Authentication methods
SympAuthy supports two primary ways for an end-user to prove their identity, plus an optional multi-factor authentication step:
Email and password
The user enters the email address and password they registered with. This method must be explicitly enabled in the configuration using the by-mail environment.
Third-party providers
The user authenticates through an external service — such as Google — that SympAuthy trusts. This is often shown to users as a "Sign in with Google" button.
When the user chooses this method:
- SympAuthy redirects them to the provider's login page.
- The user authenticates on the provider's side.
- The provider confirms the authentication to SympAuthy and shares basic user information (name, email, etc.).
- SympAuthy redirects the user back to the client application.
The user never shares their provider password with SympAuthy or with the client application.
Supported providers
SympAuthy ships with built-in configurations for the following providers, which can be enabled directly from their Micronaut environment:
| Provider | Environment |
|---|---|
google | |
| Discord | discord |
Any other OAuth 2-compatible service can also be configured manually. OpenID Connect (OIDC) providers — such as Google, Microsoft, Auth0, or Keycloak — can be configured with just an issuer URL and client credentials thanks to OIDC Discovery. Other OAuth2 providers require explicit endpoint URLs and claim mappings via the OAuth2 configuration.
For the full list of options, refer to the provider configuration section. For providers with built-in presets, see the well-known providers page.
Account merging
A user may authenticate with multiple methods over time — for example, first with email and password, then later with Google — while using the same email address for both.
When account merging is enabled, SympAuthy recognises that these are the same person and merges the two into a single account. The user ends up with one account regardless of the method they used to sign in. The merging is based on the configured identifier claims — any accounts that share the same value for an identifier claim are treated as the same person.
This behavior is controlled by the auth.user-merging-enabled configuration key. Refer to the configuration section for details.
Multi-factor authentication (MFA)
After proving their identity with one of the methods above, a user can be asked to complete an additional verification step — multi-factor authentication. This adds a second layer of security by requiring something the user has (a device) on top of something they know (a password) or trust (a provider).
TOTP
SympAuthy supports TOTP (Time-based One-Time Password, RFC 6238) as an MFA method. The user registers a TOTP secret with an authenticator app — such as Google Authenticator or Authy — and then enters a 6-digit code generated by that app each time they sign in.

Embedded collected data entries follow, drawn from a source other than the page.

use std::{fs, path::Path};

use mexpr::{
    error::{Error, LexError, ParseError, RuntimeError},
    get_result, get_result_with_config,
    interpreter::{
        environment::Environment, evaluator::core::{EvalConfig, evaluate}, lexer::tokenize,
        parser::parse, value::core::Value,
    },
    render_result,
};
use pretty_assertions::assert_eq;
use proptest::prelude::*;
use walkdir::WalkDir;

#[test]
fn scripts_produce_their_expected_output() {
    let root = Path::new(env!("CARGO_MANIFEST_DIR")).join("tests/scripts");
    let mut count = 0;

    for entry in
        WalkDir::new(&root).into_iter()
                           .filter_map(Result::ok)
                           .filter(|e| e.path().extension().is_some_and(|ext| ext == "m"))
    {
        let path = entry.path();
        let source =
            fs::read_to_string(path).unwrap_or_else(|e| panic!("Failed to read {path:?}: {e}"));
        let expected = expected_output(&source).unwrap_or_else(|| {
                                                   panic!("{path:?} has no leading 'expect: ...' comment")
                                               });

        count += 1;
        match get_result(&source) {
            Ok(value) => assert_eq!(render_result(&value), expected, "script {path:?}"),
            Err(e) => panic!("Script {path:?} failed:\n{source}\nError: {e}"),
        }
    }

    assert!(count > 0, "No scripts found in {root:?}");
}

/// Reads the expected output from a leading `'expect: ...'` comment.
fn expected_output(source: &str) -> Option<String> {
    let rest = source.trim_start().strip_prefix("'expect:")?;
    let end = rest.find('\'')?;
    Some(rest[..end].trim().to_string())
}

fn eval(src: &str) -> Value {
    get_result(src).unwrap_or_else(|e| panic!("Script failed: {e}\n{src}"))
}

fn assert_success(src: &str, expected: i64) {
    assert_eq!(eval(src), Value::Integer(expected), "script: {src}");
}

fn assert_failure(src: &str) -> Error {
    match get_result(src) {
        Ok(value) => panic!("Script succeeded with {value} but was expected to fail: {src}"),
        Err(e) => e,
    }
}

#[test]
fn function_definition_and_call() {
    assert_success("f(x,y)=x+y f(2,3)", 5);
    assert_success("f(x, y) = x + y\nf(2, 3)", 5);
}

#[test]
fn wrong_arity_is_an_error() {
    assert_eq!(assert_failure("f(x,y)=x+y f(1)"),
               Error::Runtime(RuntimeError::ArgumentCountMismatch { expected: 2,
                                                                    found:    1,
                                                                    line:     1, }));
}

#[test]
fn recursion_sees_its_own_name() {
    let fact = "fact(n) = [1, n * fact(n - 1)][n > 0]\n";
    assert_success(&format!("{fact}fact(0)"), 1);
    assert_success(&format!("{fact}fact(4)"), 24);
    assert_success(&format!("{fact}fact(20)"), 2_432_902_008_176_640_000);
}

#[test]
fn strict_recursion_without_a_base_case_hits_the_call_limit() {
    let source = "fact(n)=(n<1)+(n>0)*n*fact(n-1) fact(0)";
    let config = EvalConfig { max_call_depth: 200 };

    assert!(matches!(get_result_with_config(source, &config),
                     Err(Error::Runtime(RuntimeError::RecursionLimit { limit: 200, .. }))));
}

#[test]
fn free_variables_are_lexically_scoped() {
    assert_success("x() = 5\ng() = x()\nh(x) = g()\nh(9)", 5);
    assert_success("k() = 1 f(k) = k f(2)", 2);
}

#[test]
fn vector_indexing() {
    assert_success("[1,2,3][1]", 2);
    assert_success("v() = [10, 20, 30] v()[2]", 30);
    assert_success("[[1, 2], [3, 4]][1][0]", 3);

    assert!(matches!(assert_failure("[1,2,3][5]"),
                     Error::Runtime(RuntimeError::IndexOutOfBounds { index: 5,
                                                                     len: 3,
                                                                     .. })));
    assert!(matches!(assert_failure("7[0]"),
                     Error::Runtime(RuntimeError::NotIndexable { .. })));
}

#[test]
fn literal_vector_indexing_only_evaluates_the_selected_element() {
    assert_success("[1, 1 / 0][0]", 1);
    assert_success("[undefined, 2][1]", 2);
    assert!(matches!(assert_failure("v() = [1, 1 / 0] v()[0]"),
                     Error::Runtime(RuntimeError::DivisionByZero { .. })));
    assert!(matches!(assert_failure("[1, 2][2]"),
                     Error::Runtime(RuntimeError::IndexOutOfBounds { .. })));
}

#[test]
fn comments_are_skipped() {
    assert_eq!(tokenize("'this is ignored'5"), tokenize("5"));
    assert_success("'this is ignored'5", 5);
    assert_success("1 + 'inline' 2", 3);
}

#[test]
fn bitwise_tests_never_short_circuit() {
    assert_success("3 & 0", 0);
    assert_success("3 | 0", 1);
    assert_success("2 & 1", 0);
    assert_success("! | ?", 1);

    assert!(matches!(assert_failure("0 & undefined"),
                     Error::Runtime(RuntimeError::UnknownIdentifier { .. })));
    assert!(matches!(assert_failure("1 | 1 / 0"),
                     Error::Runtime(RuntimeError::DivisionByZero { .. })));
}

#[test]
fn precedence_and_comparisons() {
    assert_success("1 + 2 * 3", 7);
    assert_success("(1 + 2) * 3", 9);
    assert_success("10 - 3 - 2", 5);
    assert_success("1 + 1 ^ 2", 1);
    assert_success("3 > 2 ^ 2 < 3", 1);
    assert_success("--5", 5);
}

#[test]
fn long_operator_chains_run_without_exhausting_the_stack() {
    let source = vec!["1"; 300_000].join("+");
    assert_success(&source, 300_000);
}

#[test]
fn deeply_nested_negation_runs_without_exhausting_the_stack() {
    assert_success(&format!("{}1", "-".repeat(200_000)), 1);
    assert_success(&format!("{}7", "-".repeat(200_001)), -7);
}

#[test]
fn higher_order_functions() {
    assert_success("inc(x) = x + 1 apply(f, x) = f(x) apply(inc, 41)", 42);
    assert_success("inc(x) = x + 1 fs() = [inc] fs()[0](1)", 2);
}

#[test]
fn errors_are_classified_by_stage() {
    assert_eq!(assert_failure("1 $ 2"),
               Error::Lex(LexError::UnexpectedCharacter { character: '$',
                                                          line:      1, }));
    assert!(matches!(assert_failure("(1 + 2"), Error::Parse(_)));
    assert!(matches!(assert_failure("f(1) = 2"),
                     Error::Parse(ParseError::InvalidParameter { .. })));
    assert!(matches!(assert_failure("undefined"), Error::Runtime(_)));
}

#[test]
fn error_messages_name_the_stage_and_line() {
    let message = assert_failure("1\n2 / 0").to_string();
    assert_eq!(message, "Evaluation error on line 2: Division by zero.");

    assert_eq!(assert_failure("1 $ 2").to_string(),
               "Lex error on line 1: Unexpected character '$'.");
    assert_eq!(assert_failure("(1 + 2").to_string(),
               "Parse error on line 1: Unexpected end of input, expected ')'.");
}

#[test]
fn rendering() {
    assert_eq!(render_result(&eval("42")), "42");
    assert_eq!(render_result(&eval("-3")), "-3");
    assert_eq!(render_result(&eval("[1, 2, 3]")), "1 2 3");
    assert_eq!(render_result(&eval("v(f) = [1, f, [2], 3] g() = 0 v(g)")), "1 3");
    assert_eq!(render_result(&eval("[]")), "");
    assert_eq!(render_result(&eval("f(a, b) = a")), "<function f(a, b)>");
}

#[test]
fn evaluation_is_repeatable_on_fresh_environments() {
    let source = "fib(n) = [n, fib(n - 1) + fib(n - 2)][n > 1]\n\
                  pair() = [fib(10), [3, 1 / 1][1]]\n\
                  pair()";
    let program = parse(&tokenize(source).unwrap()).unwrap();

    let first = evaluate(&program, &Environment::root()).unwrap();
    let second = evaluate(&program, &Environment::root()).unwrap();
    assert_eq!(first, second);
    assert_eq!(render_result(&first), "55 1");
}

proptest! {
    #[test]
    fn integer_literals_evaluate_to_themselves(n in 0..=i64::MAX) {
        prop_assert_eq!(get_result(&n.to_string()), Ok(Value::Integer(n)));
    }

    #[test]
    fn negated_literals_evaluate_to_their_negation(n in 0..=i64::MAX) {
        prop_assert_eq!(get_result(&format!("-{n}")), Ok(Value::Integer(-n)));
    }

    #[test]
    fn addition_matches_checked_arithmetic(a in any::<i32>(), b in any::<i32>()) {
        let source = format!("add(x, y) = x + y add({a}, {b})");
        let expected = i64::from(a) + i64::from(b);
        prop_assert_eq!(get_result(&source), Ok(Value::Integer(expected)));
    }
}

Two configuration keys control MFA behavior:
mfa.totp.enabled— enables TOTP as an available MFA method.mfa.required— whentrue, every user must complete MFA before the flow can proceed. Whenfalse, unenrolled users may skip the step, but users who have already enrolled in an MFA method must complete it.
When a user signs in for the first time after TOTP is enabled, they go through an enrollment screen: they scan a QR code (or enter a secret manually), then confirm the setup by entering a first valid code. On subsequent sign-ins, they are presented with a challenge screen where they simply enter the current code from their authenticator app.
For a step-by-step description of how MFA fits into the authentication flow, see How an Interactive Flow Works. Refer to the configuration section for the full list of MFA options.
Service account authentication
A service account is used by a non-interactive service — such as a background job or a micro-service — that needs to authenticate itself to access protected resources, without any human user involved.
Service accounts authenticate using their client credentials (a client ID and a client secret) and receive a token that grants them the requested access.
For setup details, see the Client page.